What the exercise asks
From the entries, return every line where the string "enumerate" shows up.
--------
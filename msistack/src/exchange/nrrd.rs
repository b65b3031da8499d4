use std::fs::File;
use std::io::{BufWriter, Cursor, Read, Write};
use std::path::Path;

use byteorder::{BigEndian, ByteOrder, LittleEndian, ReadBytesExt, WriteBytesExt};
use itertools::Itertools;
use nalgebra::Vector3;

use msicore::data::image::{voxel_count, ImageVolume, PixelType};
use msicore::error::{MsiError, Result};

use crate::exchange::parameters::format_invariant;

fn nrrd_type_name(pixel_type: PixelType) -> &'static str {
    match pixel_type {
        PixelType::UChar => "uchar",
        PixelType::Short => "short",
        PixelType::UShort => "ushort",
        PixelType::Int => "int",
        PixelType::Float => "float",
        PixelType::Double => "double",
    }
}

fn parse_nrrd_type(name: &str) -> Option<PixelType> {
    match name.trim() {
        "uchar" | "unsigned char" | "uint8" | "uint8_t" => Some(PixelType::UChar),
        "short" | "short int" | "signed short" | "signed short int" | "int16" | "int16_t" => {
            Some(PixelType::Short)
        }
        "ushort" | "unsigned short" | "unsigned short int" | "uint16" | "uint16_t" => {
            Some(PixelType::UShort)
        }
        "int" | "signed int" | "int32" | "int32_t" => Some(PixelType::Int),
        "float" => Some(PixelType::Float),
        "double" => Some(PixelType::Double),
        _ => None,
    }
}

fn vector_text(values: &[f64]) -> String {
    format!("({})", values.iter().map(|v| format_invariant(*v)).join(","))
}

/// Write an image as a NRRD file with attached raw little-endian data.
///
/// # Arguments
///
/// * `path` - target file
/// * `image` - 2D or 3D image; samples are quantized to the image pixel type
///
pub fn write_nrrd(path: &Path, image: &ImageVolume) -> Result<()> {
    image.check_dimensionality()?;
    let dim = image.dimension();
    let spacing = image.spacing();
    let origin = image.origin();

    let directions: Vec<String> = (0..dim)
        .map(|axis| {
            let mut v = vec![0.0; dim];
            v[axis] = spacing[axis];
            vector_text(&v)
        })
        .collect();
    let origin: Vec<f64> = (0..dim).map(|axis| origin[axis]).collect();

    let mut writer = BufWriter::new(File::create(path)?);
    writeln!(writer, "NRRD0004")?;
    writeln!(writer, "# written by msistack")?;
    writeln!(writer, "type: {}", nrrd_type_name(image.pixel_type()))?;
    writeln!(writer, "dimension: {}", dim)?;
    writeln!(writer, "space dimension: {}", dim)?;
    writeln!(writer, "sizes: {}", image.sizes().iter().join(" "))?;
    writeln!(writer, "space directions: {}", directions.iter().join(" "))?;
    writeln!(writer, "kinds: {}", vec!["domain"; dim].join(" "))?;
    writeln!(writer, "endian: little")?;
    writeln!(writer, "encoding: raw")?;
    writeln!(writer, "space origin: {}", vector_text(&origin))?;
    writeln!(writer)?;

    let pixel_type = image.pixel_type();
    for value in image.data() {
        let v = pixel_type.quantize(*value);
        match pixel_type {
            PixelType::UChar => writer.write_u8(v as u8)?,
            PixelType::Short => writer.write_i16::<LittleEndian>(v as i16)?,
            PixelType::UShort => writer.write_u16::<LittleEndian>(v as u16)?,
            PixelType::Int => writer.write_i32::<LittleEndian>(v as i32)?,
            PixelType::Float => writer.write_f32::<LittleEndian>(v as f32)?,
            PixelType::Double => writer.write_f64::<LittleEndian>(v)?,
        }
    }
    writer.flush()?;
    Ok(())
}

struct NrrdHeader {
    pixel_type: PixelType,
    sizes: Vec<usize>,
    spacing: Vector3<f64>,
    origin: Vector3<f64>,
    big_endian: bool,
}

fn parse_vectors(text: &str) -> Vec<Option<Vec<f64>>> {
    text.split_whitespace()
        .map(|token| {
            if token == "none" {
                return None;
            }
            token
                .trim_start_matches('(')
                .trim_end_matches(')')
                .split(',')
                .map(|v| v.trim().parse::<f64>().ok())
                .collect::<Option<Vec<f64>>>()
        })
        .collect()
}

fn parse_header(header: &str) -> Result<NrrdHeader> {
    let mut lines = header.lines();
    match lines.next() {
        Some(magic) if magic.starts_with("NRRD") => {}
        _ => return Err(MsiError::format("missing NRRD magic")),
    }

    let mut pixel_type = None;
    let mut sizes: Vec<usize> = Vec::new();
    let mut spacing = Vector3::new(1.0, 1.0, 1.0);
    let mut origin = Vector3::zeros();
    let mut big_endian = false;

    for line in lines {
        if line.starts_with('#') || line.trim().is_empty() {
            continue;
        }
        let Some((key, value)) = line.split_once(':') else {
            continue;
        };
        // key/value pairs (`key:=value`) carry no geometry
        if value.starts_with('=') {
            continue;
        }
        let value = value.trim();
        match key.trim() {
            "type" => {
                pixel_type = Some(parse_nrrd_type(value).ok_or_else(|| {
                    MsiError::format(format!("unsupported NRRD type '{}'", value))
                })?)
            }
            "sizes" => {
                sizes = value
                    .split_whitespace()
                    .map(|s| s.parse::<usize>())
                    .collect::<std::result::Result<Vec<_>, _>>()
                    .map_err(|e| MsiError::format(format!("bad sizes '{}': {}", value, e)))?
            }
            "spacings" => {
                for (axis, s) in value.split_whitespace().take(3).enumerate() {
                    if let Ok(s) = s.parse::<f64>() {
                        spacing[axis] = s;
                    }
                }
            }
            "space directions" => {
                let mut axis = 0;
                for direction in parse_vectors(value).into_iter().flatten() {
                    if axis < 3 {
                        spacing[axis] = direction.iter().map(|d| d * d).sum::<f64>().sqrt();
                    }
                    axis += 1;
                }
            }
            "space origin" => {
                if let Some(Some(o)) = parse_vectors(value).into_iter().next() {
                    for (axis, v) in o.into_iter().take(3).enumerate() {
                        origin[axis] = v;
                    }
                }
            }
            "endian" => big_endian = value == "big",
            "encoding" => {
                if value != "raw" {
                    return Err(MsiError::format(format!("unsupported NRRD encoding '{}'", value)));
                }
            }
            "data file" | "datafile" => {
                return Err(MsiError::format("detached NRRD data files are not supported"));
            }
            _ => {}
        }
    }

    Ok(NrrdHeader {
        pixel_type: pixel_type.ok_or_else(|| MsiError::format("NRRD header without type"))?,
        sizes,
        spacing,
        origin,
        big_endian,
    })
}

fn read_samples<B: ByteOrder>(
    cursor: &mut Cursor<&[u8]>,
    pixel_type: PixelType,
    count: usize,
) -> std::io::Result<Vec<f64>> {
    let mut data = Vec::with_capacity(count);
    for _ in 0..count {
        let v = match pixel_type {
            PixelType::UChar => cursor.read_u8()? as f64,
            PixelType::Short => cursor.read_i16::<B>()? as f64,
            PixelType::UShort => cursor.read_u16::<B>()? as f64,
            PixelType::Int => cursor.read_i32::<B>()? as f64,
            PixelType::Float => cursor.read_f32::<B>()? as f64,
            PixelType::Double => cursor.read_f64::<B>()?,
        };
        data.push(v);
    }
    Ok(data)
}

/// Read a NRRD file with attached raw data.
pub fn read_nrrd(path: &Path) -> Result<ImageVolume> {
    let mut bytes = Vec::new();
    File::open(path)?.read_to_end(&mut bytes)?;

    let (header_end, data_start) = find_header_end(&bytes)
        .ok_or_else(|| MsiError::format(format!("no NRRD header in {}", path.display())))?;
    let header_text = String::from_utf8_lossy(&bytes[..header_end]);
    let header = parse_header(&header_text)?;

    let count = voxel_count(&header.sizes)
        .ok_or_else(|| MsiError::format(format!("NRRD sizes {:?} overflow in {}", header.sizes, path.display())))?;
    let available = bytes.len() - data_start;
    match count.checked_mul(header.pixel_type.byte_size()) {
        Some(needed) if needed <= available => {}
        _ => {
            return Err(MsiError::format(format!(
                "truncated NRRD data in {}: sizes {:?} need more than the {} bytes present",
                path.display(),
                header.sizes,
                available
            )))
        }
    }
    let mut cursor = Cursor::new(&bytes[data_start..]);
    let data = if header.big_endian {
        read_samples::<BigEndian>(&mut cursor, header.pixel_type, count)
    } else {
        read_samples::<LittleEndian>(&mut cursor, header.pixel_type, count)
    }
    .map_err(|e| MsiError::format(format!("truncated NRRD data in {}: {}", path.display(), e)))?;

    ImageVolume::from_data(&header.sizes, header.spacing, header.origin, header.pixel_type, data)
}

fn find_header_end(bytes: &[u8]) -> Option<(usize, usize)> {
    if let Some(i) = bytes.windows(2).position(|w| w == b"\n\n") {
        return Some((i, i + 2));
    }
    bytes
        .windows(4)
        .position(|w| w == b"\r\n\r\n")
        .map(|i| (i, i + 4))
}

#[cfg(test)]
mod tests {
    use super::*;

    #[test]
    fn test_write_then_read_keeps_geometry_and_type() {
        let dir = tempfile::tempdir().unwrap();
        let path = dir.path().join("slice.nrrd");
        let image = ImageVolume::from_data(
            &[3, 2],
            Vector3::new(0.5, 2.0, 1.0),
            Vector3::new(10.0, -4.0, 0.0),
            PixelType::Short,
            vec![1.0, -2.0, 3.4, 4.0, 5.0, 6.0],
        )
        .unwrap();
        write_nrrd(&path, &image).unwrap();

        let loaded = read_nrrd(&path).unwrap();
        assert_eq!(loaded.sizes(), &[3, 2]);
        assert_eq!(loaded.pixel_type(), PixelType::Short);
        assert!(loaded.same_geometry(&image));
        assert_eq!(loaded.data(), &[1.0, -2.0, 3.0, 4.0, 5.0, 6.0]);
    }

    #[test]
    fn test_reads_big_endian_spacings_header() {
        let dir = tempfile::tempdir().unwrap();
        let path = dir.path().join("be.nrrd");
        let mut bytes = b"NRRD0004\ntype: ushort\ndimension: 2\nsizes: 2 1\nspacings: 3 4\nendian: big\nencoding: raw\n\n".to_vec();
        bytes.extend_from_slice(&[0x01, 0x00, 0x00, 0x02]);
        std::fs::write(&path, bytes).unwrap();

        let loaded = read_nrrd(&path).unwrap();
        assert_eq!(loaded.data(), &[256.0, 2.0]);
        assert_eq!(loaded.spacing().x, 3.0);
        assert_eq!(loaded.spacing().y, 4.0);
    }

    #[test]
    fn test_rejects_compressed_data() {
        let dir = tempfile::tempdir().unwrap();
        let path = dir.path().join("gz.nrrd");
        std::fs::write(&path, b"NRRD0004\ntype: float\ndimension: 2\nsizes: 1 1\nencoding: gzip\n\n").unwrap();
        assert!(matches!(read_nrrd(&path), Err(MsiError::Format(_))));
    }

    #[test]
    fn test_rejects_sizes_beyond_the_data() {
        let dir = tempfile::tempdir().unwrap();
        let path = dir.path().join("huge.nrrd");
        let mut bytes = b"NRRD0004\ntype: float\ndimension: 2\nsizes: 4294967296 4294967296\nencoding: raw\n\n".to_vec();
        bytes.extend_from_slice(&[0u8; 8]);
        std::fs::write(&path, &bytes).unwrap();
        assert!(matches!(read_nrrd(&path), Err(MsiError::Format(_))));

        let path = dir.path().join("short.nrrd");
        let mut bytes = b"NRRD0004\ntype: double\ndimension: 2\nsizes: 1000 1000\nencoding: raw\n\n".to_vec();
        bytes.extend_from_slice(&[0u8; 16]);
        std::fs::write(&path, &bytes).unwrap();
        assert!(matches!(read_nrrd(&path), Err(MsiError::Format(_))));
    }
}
--------
Reply to the task
                for (axis, s) in value.split_whitespace().take(3).enumerate() {
                    for (axis, v) in o.into_iter().take(3).enumerate() {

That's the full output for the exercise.